**Prompt**
Please repeat the lines below exactly. Begin with the line containing "return Ok(());" and go on through the line containing "message: first_line(&output.stderr)".
====
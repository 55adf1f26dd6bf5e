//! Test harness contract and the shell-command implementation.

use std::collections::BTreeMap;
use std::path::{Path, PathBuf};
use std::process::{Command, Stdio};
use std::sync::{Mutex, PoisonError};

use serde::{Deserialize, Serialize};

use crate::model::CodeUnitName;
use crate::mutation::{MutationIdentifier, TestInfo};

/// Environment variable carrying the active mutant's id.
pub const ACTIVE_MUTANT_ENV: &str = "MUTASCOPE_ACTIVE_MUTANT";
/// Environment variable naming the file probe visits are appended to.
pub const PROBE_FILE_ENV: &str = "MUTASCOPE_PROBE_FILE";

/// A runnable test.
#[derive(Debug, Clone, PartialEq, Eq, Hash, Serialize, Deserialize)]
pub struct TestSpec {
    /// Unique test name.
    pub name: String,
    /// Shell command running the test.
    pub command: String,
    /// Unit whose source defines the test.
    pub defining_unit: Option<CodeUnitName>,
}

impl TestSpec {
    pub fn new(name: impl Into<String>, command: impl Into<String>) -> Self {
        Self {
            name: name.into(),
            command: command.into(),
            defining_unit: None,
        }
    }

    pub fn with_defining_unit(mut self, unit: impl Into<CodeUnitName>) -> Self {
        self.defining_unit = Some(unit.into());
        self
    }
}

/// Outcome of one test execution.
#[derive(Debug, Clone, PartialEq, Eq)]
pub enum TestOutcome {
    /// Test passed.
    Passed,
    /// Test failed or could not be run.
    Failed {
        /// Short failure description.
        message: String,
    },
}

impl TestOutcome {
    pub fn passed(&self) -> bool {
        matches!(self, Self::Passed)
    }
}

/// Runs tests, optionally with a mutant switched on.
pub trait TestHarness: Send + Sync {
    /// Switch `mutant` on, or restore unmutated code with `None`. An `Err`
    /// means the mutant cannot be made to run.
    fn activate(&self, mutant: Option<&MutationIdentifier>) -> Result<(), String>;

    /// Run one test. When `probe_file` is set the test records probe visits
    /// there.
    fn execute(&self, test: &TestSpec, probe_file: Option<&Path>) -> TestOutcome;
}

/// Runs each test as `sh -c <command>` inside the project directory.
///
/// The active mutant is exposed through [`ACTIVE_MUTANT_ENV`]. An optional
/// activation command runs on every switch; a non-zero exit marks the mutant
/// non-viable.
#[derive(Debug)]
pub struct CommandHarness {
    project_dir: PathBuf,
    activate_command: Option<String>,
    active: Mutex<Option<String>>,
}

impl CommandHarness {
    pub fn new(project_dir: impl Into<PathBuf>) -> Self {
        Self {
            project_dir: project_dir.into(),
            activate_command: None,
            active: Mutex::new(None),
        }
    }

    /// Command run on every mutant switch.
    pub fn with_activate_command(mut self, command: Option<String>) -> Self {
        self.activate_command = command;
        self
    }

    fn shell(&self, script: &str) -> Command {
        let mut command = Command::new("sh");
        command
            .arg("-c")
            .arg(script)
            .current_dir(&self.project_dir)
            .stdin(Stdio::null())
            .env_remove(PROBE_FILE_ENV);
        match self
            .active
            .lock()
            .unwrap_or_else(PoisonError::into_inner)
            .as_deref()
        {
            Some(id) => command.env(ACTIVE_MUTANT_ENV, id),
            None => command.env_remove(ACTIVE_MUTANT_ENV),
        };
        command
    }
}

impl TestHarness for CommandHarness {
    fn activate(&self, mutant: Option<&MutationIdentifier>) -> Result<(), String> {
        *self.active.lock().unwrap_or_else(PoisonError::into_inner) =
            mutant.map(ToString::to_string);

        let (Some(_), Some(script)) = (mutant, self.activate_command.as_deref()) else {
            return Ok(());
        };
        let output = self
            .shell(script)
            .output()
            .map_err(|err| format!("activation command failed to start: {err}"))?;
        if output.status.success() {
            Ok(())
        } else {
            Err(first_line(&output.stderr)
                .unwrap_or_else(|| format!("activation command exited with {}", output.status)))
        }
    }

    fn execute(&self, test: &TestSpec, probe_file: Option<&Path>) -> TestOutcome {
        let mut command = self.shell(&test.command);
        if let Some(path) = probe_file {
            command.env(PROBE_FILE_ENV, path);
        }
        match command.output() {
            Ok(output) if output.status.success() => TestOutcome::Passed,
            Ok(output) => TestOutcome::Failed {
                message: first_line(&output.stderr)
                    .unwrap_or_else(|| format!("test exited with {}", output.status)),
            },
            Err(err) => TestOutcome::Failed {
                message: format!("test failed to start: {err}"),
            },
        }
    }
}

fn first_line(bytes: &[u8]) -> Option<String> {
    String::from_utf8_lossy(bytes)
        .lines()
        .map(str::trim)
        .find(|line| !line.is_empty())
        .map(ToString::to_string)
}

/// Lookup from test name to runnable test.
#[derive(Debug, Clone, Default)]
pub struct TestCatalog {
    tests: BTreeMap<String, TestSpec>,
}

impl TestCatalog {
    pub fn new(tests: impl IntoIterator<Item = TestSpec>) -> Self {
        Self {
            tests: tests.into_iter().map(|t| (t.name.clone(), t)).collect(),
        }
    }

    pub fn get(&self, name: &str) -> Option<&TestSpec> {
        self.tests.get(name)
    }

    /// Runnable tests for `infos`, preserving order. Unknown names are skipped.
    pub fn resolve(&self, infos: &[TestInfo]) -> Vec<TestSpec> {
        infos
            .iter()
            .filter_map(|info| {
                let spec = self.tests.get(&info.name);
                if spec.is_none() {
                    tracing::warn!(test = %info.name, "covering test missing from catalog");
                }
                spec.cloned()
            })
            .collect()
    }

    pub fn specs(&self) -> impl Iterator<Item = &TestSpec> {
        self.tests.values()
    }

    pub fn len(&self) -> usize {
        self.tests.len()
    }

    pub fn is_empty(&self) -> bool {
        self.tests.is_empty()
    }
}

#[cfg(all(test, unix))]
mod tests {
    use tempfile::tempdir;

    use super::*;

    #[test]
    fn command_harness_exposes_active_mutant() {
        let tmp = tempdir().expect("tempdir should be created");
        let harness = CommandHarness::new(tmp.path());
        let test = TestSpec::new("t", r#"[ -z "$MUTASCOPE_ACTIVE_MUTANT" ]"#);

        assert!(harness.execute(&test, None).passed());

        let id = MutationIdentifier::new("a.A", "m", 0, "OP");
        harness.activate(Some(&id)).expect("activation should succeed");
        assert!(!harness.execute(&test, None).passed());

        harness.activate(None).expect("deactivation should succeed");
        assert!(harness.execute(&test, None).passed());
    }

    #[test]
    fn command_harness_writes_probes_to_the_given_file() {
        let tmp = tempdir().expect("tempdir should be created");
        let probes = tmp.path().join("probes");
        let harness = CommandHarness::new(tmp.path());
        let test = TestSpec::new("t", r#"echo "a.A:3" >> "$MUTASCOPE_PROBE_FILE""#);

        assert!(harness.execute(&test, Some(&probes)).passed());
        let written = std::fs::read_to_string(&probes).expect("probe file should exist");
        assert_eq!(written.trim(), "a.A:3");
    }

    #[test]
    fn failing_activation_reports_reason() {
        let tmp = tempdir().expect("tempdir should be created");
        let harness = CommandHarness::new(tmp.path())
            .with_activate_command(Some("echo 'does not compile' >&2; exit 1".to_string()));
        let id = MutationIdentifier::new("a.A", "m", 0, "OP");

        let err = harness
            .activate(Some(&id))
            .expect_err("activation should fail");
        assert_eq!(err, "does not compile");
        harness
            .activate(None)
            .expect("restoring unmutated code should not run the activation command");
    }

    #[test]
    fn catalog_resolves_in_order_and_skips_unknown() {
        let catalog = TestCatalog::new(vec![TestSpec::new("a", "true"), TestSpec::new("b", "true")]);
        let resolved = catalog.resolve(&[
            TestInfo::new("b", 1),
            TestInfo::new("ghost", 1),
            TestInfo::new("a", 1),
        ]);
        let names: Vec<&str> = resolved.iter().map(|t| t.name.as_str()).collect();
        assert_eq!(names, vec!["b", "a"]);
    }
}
====
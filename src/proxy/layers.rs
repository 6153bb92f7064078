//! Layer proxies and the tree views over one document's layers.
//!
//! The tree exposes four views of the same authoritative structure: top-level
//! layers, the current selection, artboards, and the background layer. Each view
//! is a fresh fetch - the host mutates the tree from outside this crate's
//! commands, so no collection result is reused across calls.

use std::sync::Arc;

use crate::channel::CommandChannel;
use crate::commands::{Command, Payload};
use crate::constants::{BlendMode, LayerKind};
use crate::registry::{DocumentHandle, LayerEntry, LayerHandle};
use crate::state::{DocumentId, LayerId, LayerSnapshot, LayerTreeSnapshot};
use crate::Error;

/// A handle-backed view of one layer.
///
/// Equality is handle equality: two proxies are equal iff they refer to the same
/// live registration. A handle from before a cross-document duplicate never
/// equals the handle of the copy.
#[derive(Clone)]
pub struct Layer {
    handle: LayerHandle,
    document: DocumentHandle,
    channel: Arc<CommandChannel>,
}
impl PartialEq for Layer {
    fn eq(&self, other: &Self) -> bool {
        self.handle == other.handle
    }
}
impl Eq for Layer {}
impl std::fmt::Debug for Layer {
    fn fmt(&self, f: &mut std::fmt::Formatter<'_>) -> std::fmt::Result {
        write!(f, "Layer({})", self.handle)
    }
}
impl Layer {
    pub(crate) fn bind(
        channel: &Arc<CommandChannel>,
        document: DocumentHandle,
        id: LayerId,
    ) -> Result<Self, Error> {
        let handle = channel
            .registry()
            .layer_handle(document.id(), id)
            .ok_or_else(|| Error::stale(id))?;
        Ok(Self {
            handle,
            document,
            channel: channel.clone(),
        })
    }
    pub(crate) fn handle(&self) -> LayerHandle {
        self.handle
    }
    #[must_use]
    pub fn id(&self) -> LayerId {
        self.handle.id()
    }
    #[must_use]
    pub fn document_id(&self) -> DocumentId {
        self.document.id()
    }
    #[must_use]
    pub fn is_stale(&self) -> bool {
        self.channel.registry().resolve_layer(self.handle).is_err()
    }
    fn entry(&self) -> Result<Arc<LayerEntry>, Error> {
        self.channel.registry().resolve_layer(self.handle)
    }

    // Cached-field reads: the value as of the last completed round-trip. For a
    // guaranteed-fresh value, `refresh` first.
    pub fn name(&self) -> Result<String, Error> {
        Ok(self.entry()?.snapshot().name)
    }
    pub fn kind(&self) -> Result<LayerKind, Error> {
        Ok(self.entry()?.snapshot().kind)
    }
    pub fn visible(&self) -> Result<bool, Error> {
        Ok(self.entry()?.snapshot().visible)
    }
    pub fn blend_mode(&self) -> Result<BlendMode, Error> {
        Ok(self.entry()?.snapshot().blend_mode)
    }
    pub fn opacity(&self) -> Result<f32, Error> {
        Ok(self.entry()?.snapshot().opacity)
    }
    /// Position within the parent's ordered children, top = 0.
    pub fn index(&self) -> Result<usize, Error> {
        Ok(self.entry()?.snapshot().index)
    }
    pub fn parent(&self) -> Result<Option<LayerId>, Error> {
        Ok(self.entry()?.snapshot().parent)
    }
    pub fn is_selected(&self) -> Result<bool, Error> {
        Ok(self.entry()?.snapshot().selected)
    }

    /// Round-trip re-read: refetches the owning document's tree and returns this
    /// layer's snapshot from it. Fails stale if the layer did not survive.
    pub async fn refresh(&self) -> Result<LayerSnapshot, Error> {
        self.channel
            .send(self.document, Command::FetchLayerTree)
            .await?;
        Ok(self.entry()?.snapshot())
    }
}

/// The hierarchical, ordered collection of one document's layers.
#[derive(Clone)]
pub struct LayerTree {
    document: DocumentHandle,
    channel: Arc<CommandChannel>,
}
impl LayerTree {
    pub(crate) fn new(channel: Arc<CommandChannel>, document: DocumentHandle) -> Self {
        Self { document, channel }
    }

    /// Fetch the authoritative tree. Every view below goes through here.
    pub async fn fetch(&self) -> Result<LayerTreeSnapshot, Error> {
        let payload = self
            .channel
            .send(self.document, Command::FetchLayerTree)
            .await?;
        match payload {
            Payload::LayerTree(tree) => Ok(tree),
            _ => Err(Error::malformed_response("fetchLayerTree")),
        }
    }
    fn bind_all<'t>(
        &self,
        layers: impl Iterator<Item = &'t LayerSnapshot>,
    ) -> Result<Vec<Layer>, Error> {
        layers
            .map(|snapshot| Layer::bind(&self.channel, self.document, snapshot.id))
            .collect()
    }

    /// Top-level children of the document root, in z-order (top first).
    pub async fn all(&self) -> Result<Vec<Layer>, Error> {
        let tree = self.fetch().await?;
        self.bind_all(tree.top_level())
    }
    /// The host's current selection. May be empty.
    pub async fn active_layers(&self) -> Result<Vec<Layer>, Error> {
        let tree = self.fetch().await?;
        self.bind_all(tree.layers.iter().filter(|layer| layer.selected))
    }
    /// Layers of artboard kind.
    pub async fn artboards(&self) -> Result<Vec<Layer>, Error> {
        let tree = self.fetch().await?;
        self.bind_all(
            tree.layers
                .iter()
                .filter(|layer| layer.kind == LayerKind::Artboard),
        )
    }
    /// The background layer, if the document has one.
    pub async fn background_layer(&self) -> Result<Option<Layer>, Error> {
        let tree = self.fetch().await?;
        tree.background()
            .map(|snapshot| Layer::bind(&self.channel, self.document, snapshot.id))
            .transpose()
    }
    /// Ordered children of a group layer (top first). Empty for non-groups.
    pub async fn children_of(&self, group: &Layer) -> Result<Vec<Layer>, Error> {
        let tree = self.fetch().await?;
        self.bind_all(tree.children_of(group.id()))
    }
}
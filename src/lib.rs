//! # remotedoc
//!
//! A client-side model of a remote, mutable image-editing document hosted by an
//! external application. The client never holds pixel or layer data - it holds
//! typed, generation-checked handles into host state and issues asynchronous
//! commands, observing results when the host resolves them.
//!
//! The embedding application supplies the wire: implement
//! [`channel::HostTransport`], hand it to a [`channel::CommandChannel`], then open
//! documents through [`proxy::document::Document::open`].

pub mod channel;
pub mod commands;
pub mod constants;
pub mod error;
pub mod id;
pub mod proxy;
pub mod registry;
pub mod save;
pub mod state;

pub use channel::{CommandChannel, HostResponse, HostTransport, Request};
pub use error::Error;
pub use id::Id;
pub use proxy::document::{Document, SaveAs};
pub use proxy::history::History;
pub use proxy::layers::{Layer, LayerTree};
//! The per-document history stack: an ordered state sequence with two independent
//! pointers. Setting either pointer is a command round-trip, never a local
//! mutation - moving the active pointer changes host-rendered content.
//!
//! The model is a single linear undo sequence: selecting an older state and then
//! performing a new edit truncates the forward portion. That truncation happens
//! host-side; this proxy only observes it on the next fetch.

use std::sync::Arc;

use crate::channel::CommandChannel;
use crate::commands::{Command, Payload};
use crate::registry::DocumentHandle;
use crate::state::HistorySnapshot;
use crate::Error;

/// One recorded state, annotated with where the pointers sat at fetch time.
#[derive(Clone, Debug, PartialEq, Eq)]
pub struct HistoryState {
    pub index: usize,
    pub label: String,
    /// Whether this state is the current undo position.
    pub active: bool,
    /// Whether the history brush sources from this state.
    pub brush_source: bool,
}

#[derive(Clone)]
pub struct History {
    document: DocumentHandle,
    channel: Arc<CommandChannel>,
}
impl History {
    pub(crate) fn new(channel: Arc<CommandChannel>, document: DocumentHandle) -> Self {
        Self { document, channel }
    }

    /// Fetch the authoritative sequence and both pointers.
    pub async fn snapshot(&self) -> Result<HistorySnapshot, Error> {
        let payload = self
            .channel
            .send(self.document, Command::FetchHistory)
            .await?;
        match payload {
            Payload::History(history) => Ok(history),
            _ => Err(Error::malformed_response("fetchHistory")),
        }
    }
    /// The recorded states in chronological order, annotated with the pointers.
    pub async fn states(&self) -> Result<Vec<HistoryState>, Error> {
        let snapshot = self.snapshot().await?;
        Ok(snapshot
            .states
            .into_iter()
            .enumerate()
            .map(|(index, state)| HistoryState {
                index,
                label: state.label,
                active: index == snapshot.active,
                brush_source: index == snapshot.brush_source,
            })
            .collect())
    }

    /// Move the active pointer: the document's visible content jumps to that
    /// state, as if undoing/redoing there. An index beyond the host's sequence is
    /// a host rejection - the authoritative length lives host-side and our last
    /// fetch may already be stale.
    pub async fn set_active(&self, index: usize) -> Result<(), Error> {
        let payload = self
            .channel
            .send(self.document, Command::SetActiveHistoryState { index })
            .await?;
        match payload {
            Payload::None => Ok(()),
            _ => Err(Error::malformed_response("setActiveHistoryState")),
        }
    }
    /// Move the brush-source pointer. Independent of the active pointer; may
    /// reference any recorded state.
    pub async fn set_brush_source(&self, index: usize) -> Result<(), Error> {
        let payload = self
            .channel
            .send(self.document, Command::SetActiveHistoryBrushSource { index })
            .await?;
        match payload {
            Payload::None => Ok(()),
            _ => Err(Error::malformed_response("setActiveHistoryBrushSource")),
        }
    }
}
====
**Exercise output**
            return Ok(());
        };
        let output = self
            .shell(script)
            .output()
            .map_err(|err| format!("activation command failed to start: {err}"))?;
        if output.status.success() {
            Ok(())
        } else {
            Err(first_line(&output.stderr)
                .unwrap_or_else(|| format!("activation command exited with {}", output.status)))
        }
    }

    fn execute(&self, test: &TestSpec, probe_file: Option<&Path>) -> TestOutcome {
        let mut command = self.shell(&test.command);
        if let Some(path) = probe_file {
            command.env(PROBE_FILE_ENV, path);
        }
        match command.output() {
            Ok(output) if output.status.success() => TestOutcome::Passed,
            Ok(output) => TestOutcome::Failed {
                message: first_line(&output.stderr)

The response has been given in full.